Rappelant à juste titre que les douaniers comptent parmi les plus anciennes figures du scribe, « J.-F. Agostini » tient à les distinguer de ceux, qui, tels le publicain Lévi, furent décrits par les évangiles en position « assise » au bureau de Capharnaüm avant de se lever pour devenir Saint Matthieu, ou « couchée » « dans le creux d’un vieux roc sauvage » en guise de Jardin des Oliviers, à l’instar du collègue endormi du héros de l’ « embuscade ». Sorte d’ombre horizontale du douanier, que le poète déchoit de cette qualité par l’emploi d’un pronom peu amène, « l’autre » s’abandonne à « un sommeil peu sûr », « bercé » par la houle et les rêves érotiques, symbolisant les tentations auxquelles le « veilleur solitaire » refuse de céder.

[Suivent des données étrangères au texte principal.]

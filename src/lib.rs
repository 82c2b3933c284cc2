//! Concurrent ring-buffer event tracer for dual-core embedded executives.
//!
//! `tracecore` gives application and interrupt-handler code a handful of
//! cheap, non-blocking operations (`trace_begin`, `trace_instant`,
//! `trace_counter`, ...) that pack events into a fixed-size ring buffer, plus
//! a snapshot pipeline that quiesces writers and streams the contents out as
//! a Chrome Trace Event Format document for `chrome://tracing` or
//! [Perfetto](https://ui.perfetto.dev/).
//!
//! ## Example
//!
//! ```rust
//! use tracecore::{StdPlatform, Tracer};
//!
//! let tracer = Tracer::<StdPlatform>::init_default();
//! {
//!     let _scope = tracer.trace_begin("work");
//!     // ... do the work ...
//! }
//! tracer.trace_instant("checkpoint");
//!
//! let json = tracer.snapshot_to_string().unwrap();
//! assert!(json.contains("\"name\":\"work\""));
//! ```
//!
//! ## Zero-cost builds
//!
//! Enabling the `disabled` feature turns [`trace_scope!`] and the writer
//! free functions into no-ops that the compiler strips entirely, for builds
//! that must pay nothing for instrumentation.
//!
//! ## Record format
//!
//! See [`codec`] for the on-the-wire record layout, [`ring`] for the
//! eviction algorithm, and [`snapshot`] for the export pipeline.

pub mod codec;
pub mod config;
pub mod error;
pub mod flow;
pub mod platform;
pub mod registry;
pub mod ring;
pub mod snapshot;
pub mod writer;

use std::sync::OnceLock;

pub use codec::Color;
pub use config::TracerConfig;
pub use error::{Result, TraceError};
pub use platform::{Platform, StdPlatform};
use writer::{Core, DurationGuard};

/// A tracer bound to a concrete [`Platform`]. Most applications use the
/// process-wide default via the free functions in this crate root
/// ([`init`], [`trace_begin`], ...); construct a `Tracer` directly only to
/// run more than one independent ring (e.g. in tests).
pub struct Tracer<P: Platform> {
    core: Core<P>,
}

impl<P: Platform> Tracer<P> {
    /// Builds a tracer over `platform` with `config`, enabled from
    /// construction (there is no separate `init`/`deinit` step on an owned
    /// `Tracer`; drop it to free the buffer).
    ///
    /// # Errors
    ///
    /// Returns [`TraceError::BufferTooSmall`] if `config.buffer_size` cannot
    /// hold even the largest record kind, or [`TraceError::OutOfMemory`] if
    /// the ring buffer allocation itself fails.
    pub fn new(platform: P, config: TracerConfig) -> Result<Self> {
        if config.buffer_size < codec::max_kind_size() {
            return Err(TraceError::BufferTooSmall {
                buffer_size: config.buffer_size,
                largest_record: codec::max_kind_size(),
            });
        }
        let core = Core::new(platform, &config)?;
        core.gate().open();
        log::info!(
            "tracecore: tracer initialized with a {}-byte ring buffer",
            config.buffer_size
        );
        Ok(Self { core })
    }

    pub fn gate_enabled(&self) -> bool {
        self.core.gate().is_enabled()
    }

    /// Temporarily or permanently stops admitting new writes. Safe to call
    /// repeatedly; has no effect on writes already in flight.
    pub fn disable(&self) {
        self.core.gate().close();
    }

    pub fn enable(&self) {
        self.core.gate().open();
    }

    /// See [`TracerConfig::attribute_isr_writes_to_reserved_task`].
    pub fn set_attribute_isr_to_reserved(&self, value: bool) {
        self.core.set_attribute_isr_to_reserved(value);
    }

    pub fn trace_begin(&self, name: &'static str) -> DurationGuard<'_, P> {
        self.core.trace_begin(name)
    }

    pub fn trace_begin_colored(&self, name: &'static str, color: Color) -> DurationGuard<'_, P> {
        self.core.trace_begin_colored(name, color)
    }

    pub fn trace_begin_linked(&self, name: &'static str, link_cell: &mut u16) -> DurationGuard<'_, P> {
        self.core.trace_begin_linked(name, link_cell)
    }

    pub fn trace_instant(&self, name: &'static str) {
        self.core.trace_instant(name)
    }

    pub fn trace_instant_colored(&self, name: &'static str, color: Color) {
        self.core.trace_instant_colored(name, color)
    }

    /// See [`writer::Core::trace_instant_linked`].
    pub fn trace_instant_linked(
        &self,
        name: &'static str,
        link_in: u16,
        link_out_cell: &mut u16,
        color: Color,
    ) {
        self.core.trace_instant_linked(name, link_in, link_out_cell, color)
    }

    pub fn trace_counter(&self, name: &'static str, value: i32) {
        self.core.trace_counter(name, value)
    }

    pub fn trace_flow_in(&self, link_cell: &mut u16) {
        self.core.trace_flow_in(link_cell)
    }

    pub fn trace_flow_out(&self, link_cell: &mut u16) {
        self.core.trace_flow_out(link_cell)
    }

    pub fn trace_task_switch(&self, into: bool) {
        self.core.trace_task_switch(into)
    }

    pub fn snapshot_chunked(&self, sink: impl FnMut(&str)) -> Result<()> {
        snapshot::snapshot_chunked(&self.core, sink)
    }

    pub fn snapshot_to_string(&self) -> Result<String> {
        snapshot::snapshot_to_string(&self.core)
    }

    pub fn snapshot_size_upper_bound(&self) -> usize {
        snapshot::snapshot_size_upper_bound(self.core.ring().capacity())
    }
}

impl Tracer<StdPlatform> {
    /// Convenience constructor for the common case: the standard-library
    /// platform and the default configuration. Panics only if
    /// [`codec::max_kind_size`] somehow exceeds [`config::DEFAULT_BUFFER_SIZE`],
    /// which cannot happen with the shipped record set.
    pub fn init_default() -> Self {
        Self::new(StdPlatform::default(), TracerConfig::default())
            .expect("default buffer size always fits the largest record kind")
    }
}

static DEFAULT_TRACER: OnceLock<Tracer<StdPlatform>> = OnceLock::new();

/// Initializes the process-wide default tracer with
/// [`TracerConfig::default`]. Returns [`TraceError::AlreadyInitialized`] if
/// called twice.
pub fn init() -> Result<()> {
    init_with_config(TracerConfig::default())
}

/// Initializes the process-wide default tracer with a custom
/// [`TracerConfig`]. Returns [`TraceError::AlreadyInitialized`] if called
/// twice, or [`TraceError::BufferTooSmall`] if the configured buffer cannot
/// hold the largest record kind.
pub fn init_with_config(config: TracerConfig) -> Result<()> {
    if DEFAULT_TRACER.get().is_some() {
        return Err(TraceError::AlreadyInitialized);
    }
    let tracer = Tracer::new(StdPlatform::default(), config)?;
    DEFAULT_TRACER
        .set(tracer)
        .map_err(|_| TraceError::AlreadyInitialized)
}

/// Disables the default tracer's admission gate. Unlike the original
/// implementation's `deinit`, the buffer itself is not freed (the process
/// owns it for its lifetime via [`OnceLock`]); this matches `spec.md`'s
/// deinit contract of "close the gate, drain writers" without requiring the
/// default tracer to become reinitializable within the same process.
pub fn deinit() {
    if let Some(tracer) = DEFAULT_TRACER.get() {
        tracer.disable();
        while tracer.core.gate().in_flight() > 0 {
            std::thread::yield_now();
        }
    }
}

fn default_tracer() -> Option<&'static Tracer<StdPlatform>> {
    DEFAULT_TRACER.get()
}

/// Used by [`trace_scope!`]'s zero-argument form to recover the enclosing
/// function's path as a `'static` string: `std::any::type_name` embeds a
/// function item's full path at compile time, so naming a local marker
/// function and slicing off its own `"::f"` suffix yields the caller's name
/// for free, with no runtime cost beyond the slice.
#[doc(hidden)]
pub fn __type_name_of<T>(_marker: T) -> &'static str {
    std::any::type_name::<T>()
}

/// Begins a duration scope on the default tracer. A no-op guard is returned
/// if [`init`] was never called or the tracer is disabled.
#[cfg(not(feature = "disabled"))]
pub fn trace_begin(name: &'static str) -> Option<DurationGuard<'static, StdPlatform>> {
    default_tracer().map(|t| t.trace_begin(name))
}

/// Compiles to nothing when the `disabled` feature is enabled.
#[cfg(feature = "disabled")]
pub fn trace_begin(name: &'static str) -> Option<DurationGuard<'static, StdPlatform>> {
    let _ = name;
    None
}

#[cfg(not(feature = "disabled"))]
pub fn trace_begin_colored(name: &'static str, color: Color) -> Option<DurationGuard<'static, StdPlatform>> {
    default_tracer().map(|t| t.trace_begin_colored(name, color))
}

#[cfg(feature = "disabled")]
pub fn trace_begin_colored(name: &'static str, color: Color) -> Option<DurationGuard<'static, StdPlatform>> {
    let _ = (name, color);
    None
}

#[cfg(not(feature = "disabled"))]
pub fn trace_begin_linked(name: &'static str, link_cell: &mut u16) -> Option<DurationGuard<'static, StdPlatform>> {
    default_tracer().map(|t| t.trace_begin_linked(name, link_cell))
}

#[cfg(feature = "disabled")]
pub fn trace_begin_linked(name: &'static str, link_cell: &mut u16) -> Option<DurationGuard<'static, StdPlatform>> {
    let _ = (name, &link_cell);
    None
}

#[cfg(not(feature = "disabled"))]
pub fn trace_instant(name: &'static str) {
    if let Some(t) = default_tracer() {
        t.trace_instant(name);
    }
}

#[cfg(feature = "disabled")]
pub fn trace_instant(name: &'static str) {
    let _ = name;
}

#[cfg(not(feature = "disabled"))]
pub fn trace_instant_colored(name: &'static str, color: Color) {
    if let Some(t) = default_tracer() {
        t.trace_instant_colored(name, color);
    }
}

#[cfg(feature = "disabled")]
pub fn trace_instant_colored(name: &'static str, color: Color) {
    let _ = (name, color);
}

/// See [`writer::Core::trace_instant_linked`].
#[cfg(not(feature = "disabled"))]
pub fn trace_instant_linked(name: &'static str, link_in: u16, link_out_cell: &mut u16, color: Color) {
    if let Some(t) = default_tracer() {
        t.trace_instant_linked(name, link_in, link_out_cell, color);
    }
}

#[cfg(feature = "disabled")]
pub fn trace_instant_linked(name: &'static str, link_in: u16, link_out_cell: &mut u16, color: Color) {
    let _ = (name, link_in, &link_out_cell, color);
}

#[cfg(not(feature = "disabled"))]
pub fn trace_counter(name: &'static str, value: i32) {
    if let Some(t) = default_tracer() {
        t.trace_counter(name, value);
    }
}

#[cfg(feature = "disabled")]
pub fn trace_counter(name: &'static str, value: i32) {
    let _ = (name, value);
}

#[cfg(not(feature = "disabled"))]
pub fn trace_flow_in(link_cell: &mut u16) {
    if let Some(t) = default_tracer() {
        t.trace_flow_in(link_cell);
    }
}

#[cfg(feature = "disabled")]
pub fn trace_flow_in(link_cell: &mut u16) {
    let _ = &link_cell;
}

#[cfg(not(feature = "disabled"))]
pub fn trace_flow_out(link_cell: &mut u16) {
    if let Some(t) = default_tracer() {
        t.trace_flow_out(link_cell);
    }
}

#[cfg(feature = "disabled")]
pub fn trace_flow_out(link_cell: &mut u16) {
    let _ = &link_cell;
}

#[cfg(not(feature = "disabled"))]
pub fn trace_task_switch(into: bool) {
    if let Some(t) = default_tracer() {
        t.trace_task_switch(into);
    }
}

#[cfg(feature = "disabled")]
pub fn trace_task_switch(into: bool) {
    let _ = into;
}

/// Streams a snapshot of the default tracer, or does nothing and returns
/// `Ok(())` if it was never initialized.
pub fn snapshot_chunked(sink: impl FnMut(&str)) -> Result<()> {
    match default_tracer() {
        Some(t) => t.snapshot_chunked(sink),
        None => Ok(()),
    }
}

pub fn snapshot_to_string() -> Result<String> {
    match default_tracer() {
        Some(t) => t.snapshot_to_string(),
        None => Ok(String::new()),
    }
}

/// Scopes a duration trace to the enclosing block using the default tracer,
/// closed by the guard's `Drop` impl on every exit path (normal return,
/// `?`, or unwind). Disabled builds (`disabled` feature) compile this to
/// nothing.
///
/// Called with no arguments, the scope is named after the function it's
/// used in, via [`__type_name_of`].
#[cfg(not(feature = "disabled"))]
#[macro_export]
macro_rules! trace_scope {
    () => {
        fn f() {}
        let name = $crate::__type_name_of(f);
        let name: &'static str = &name[..name.len() - 3];
        let _tracecore_scope = $crate::trace_begin(name);
    };
    ($name:expr) => {
        let _tracecore_scope = $crate::trace_begin($name);
    };
    ($name:expr, $color:expr) => {
        let _tracecore_scope = $crate::trace_begin_colored($name, $color);
    };
}

#[cfg(feature = "disabled")]
#[macro_export]
macro_rules! trace_scope {
    () => {};
    ($name:expr) => {
        let _ = &$name;
    };
    ($name:expr, $color:expr) => {
        let _ = &$name;
        let _ = &$color;
    };
}

#[cfg(test)]
mod tests {
    use super::*;
    use platform::test_support::TestPlatform;

    #[test]
    fn owned_tracer_round_trips_a_scope() {
        let tracer = Tracer::new(TestPlatform::new(), TracerConfig::default()).unwrap();
        {
            let _s = tracer.trace_begin("work");
        }
        let doc = tracer.snapshot_to_string().unwrap();
        assert!(doc.contains("\"name\":\"work\""));
    }

    #[test]
    fn buffer_smaller_than_largest_record_is_rejected() {
        let config = TracerConfig::default().with_buffer_size(4);
        let err = Tracer::new(TestPlatform::new(), config).unwrap_err();
        assert!(matches!(err, TraceError::BufferTooSmall { .. }));
    }

    #[test]
    fn owned_tracer_round_trips_a_linked_instant() {
        let tracer = Tracer::new(TestPlatform::new(), TracerConfig::default()).unwrap();
        let mut link_out = 0u16;
        tracer.trace_instant_linked("event", 0, &mut link_out, Color::Undefined);
        assert_ne!(link_out, 0);
        let doc = tracer.snapshot_to_string().unwrap();
        assert!(doc.contains("\"name\":\"event\""));
        assert!(doc.contains("\"cat\":\"flow\""));
    }

    #[test]
    fn zero_arg_trace_scope_derives_a_static_name() {
        fn f() {}
        let name = __type_name_of(f);
        let name: &'static str = &name[..name.len() - 3];
        assert!(name.ends_with("zero_arg_trace_scope_derives_a_static_name"));
    }

    #[test]
    fn zero_arg_trace_scope_macro_is_callable_without_a_default_tracer() {
        fn instrumented() {
            trace_scope!();
        }
        // No default tracer initialized in this test process: the macro
        // must still expand and run without panicking.
        instrumented();
    }
}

Simple oubli, problème de mise en page ou encore subtile censure d’un poème par ailleurs dépourvu de « forme fixe », les deuxième et troisième sizains d’octosyllabes (reproduits en italique infra) évoquant notamment le dormeur du « creux », ont curieusement disparu de la version reproduite dans le numéro 197 de « La vie de la douane » paru en mai 1984. Seule semble demeurer dans cette version expurgée du décalage humoristique entre rêveries prosaïques et contemplation ciblée, la figure du « Debout »… pour la plus grande gloire de la Gabelle du Seigneur, à n’en point douter.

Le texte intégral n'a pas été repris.